[What is expected]:
Report each line of the entries below that has the word "ChatMessage" in it.

(Dataset entries)
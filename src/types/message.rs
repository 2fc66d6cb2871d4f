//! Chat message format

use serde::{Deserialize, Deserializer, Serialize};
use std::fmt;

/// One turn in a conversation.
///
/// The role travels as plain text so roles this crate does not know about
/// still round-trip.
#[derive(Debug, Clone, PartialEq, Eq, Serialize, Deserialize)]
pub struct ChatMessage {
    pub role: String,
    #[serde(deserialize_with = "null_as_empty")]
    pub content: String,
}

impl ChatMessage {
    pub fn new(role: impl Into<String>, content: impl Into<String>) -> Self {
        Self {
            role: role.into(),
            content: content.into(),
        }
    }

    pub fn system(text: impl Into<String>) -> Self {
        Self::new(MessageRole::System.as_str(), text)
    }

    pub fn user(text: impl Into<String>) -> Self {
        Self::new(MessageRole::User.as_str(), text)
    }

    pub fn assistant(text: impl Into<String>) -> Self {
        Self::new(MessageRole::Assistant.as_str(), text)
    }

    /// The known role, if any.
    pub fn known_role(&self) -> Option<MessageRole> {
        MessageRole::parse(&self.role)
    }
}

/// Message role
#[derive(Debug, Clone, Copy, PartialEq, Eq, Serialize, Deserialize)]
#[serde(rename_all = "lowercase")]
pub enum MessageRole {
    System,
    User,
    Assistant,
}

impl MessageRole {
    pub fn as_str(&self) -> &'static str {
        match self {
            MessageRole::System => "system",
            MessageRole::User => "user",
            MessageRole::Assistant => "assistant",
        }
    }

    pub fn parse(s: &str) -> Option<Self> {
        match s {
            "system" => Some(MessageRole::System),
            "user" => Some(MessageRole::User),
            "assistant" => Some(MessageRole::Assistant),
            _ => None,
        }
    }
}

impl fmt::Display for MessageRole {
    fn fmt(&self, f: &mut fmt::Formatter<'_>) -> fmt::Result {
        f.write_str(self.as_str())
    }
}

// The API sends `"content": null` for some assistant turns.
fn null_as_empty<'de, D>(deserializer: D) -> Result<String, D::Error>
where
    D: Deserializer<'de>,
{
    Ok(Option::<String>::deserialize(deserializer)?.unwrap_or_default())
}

--

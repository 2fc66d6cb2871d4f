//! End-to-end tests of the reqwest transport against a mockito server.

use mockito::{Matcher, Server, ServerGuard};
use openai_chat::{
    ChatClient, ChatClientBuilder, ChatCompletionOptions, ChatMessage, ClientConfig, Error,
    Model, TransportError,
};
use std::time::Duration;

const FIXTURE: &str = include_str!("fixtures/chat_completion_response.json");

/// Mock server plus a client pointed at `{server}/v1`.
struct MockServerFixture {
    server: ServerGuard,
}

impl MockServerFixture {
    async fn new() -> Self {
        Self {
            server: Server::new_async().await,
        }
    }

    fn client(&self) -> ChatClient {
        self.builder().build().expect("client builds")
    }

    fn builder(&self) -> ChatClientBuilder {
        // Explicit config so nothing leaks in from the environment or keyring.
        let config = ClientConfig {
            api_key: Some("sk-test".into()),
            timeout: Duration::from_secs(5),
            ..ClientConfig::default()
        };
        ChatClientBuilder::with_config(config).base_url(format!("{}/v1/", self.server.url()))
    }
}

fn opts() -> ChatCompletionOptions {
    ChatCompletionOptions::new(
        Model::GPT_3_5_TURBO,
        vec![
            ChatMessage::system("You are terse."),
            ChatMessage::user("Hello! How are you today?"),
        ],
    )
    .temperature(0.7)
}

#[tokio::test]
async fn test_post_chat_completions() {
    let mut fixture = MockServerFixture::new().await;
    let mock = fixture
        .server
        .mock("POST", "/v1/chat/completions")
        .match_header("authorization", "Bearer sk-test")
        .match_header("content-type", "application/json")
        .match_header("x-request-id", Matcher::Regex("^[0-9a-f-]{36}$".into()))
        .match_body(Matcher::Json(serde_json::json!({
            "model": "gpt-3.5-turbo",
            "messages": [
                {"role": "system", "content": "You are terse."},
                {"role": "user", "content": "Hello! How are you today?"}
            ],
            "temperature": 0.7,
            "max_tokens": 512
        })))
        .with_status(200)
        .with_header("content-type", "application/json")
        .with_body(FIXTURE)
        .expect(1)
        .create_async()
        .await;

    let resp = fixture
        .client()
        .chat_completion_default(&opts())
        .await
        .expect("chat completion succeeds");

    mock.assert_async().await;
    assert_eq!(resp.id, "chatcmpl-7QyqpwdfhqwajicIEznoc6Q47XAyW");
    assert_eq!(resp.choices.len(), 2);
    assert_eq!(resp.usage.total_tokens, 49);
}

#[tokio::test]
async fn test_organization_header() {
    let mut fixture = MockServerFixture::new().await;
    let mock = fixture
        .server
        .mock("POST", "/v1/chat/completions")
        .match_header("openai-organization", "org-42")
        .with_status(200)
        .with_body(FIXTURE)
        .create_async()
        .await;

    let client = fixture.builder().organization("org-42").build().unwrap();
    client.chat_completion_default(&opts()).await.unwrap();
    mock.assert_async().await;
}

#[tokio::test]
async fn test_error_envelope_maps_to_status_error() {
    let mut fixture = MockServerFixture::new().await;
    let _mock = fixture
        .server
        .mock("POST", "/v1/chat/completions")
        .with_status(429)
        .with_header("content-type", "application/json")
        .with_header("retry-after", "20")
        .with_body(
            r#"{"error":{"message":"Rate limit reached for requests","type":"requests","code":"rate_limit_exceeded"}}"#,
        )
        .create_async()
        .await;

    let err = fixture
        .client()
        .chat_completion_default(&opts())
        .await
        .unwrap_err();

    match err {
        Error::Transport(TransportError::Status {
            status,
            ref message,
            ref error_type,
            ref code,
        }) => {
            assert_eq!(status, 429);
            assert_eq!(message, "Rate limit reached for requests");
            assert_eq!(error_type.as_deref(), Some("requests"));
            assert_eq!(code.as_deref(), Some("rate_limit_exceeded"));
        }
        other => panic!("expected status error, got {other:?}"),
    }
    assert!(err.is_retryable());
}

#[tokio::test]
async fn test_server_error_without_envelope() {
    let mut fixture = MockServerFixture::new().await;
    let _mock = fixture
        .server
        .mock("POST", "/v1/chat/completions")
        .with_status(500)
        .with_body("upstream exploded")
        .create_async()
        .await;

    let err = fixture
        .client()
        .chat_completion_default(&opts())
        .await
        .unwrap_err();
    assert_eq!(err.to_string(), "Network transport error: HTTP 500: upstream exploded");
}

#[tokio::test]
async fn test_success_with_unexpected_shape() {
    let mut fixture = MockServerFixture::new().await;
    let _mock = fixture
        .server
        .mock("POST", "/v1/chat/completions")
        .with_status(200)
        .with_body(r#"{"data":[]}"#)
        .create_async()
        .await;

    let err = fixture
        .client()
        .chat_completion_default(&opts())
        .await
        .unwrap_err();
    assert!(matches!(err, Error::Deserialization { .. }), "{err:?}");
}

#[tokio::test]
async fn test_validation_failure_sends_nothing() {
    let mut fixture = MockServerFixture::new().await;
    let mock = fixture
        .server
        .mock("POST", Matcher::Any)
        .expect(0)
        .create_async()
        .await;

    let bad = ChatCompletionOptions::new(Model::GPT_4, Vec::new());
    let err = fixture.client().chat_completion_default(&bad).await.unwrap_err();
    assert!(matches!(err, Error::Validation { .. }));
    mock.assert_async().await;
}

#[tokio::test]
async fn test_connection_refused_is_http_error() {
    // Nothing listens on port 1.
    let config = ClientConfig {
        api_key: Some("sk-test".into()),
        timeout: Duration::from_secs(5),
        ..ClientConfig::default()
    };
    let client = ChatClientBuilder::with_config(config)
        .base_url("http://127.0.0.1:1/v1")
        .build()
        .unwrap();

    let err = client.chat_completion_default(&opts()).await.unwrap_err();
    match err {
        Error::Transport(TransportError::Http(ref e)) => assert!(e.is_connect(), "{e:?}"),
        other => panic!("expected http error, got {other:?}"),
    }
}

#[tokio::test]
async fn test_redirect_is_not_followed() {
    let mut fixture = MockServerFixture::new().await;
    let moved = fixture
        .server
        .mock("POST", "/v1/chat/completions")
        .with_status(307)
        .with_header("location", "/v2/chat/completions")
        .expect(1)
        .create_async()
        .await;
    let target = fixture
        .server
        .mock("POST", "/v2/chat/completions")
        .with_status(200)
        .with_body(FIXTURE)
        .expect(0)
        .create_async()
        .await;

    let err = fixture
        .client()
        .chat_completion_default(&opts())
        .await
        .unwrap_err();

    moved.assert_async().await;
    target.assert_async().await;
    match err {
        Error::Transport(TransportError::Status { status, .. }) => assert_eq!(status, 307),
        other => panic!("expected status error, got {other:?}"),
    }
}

[Solution to the problem]:
pub struct ChatMessage {
impl ChatMessage {
    ChatClient, ChatClientBuilder, ChatCompletionOptions, ChatMessage, ClientConfig, Error,
            ChatMessage::system("You are terse."),
            ChatMessage::user("Hello! How are you today?"),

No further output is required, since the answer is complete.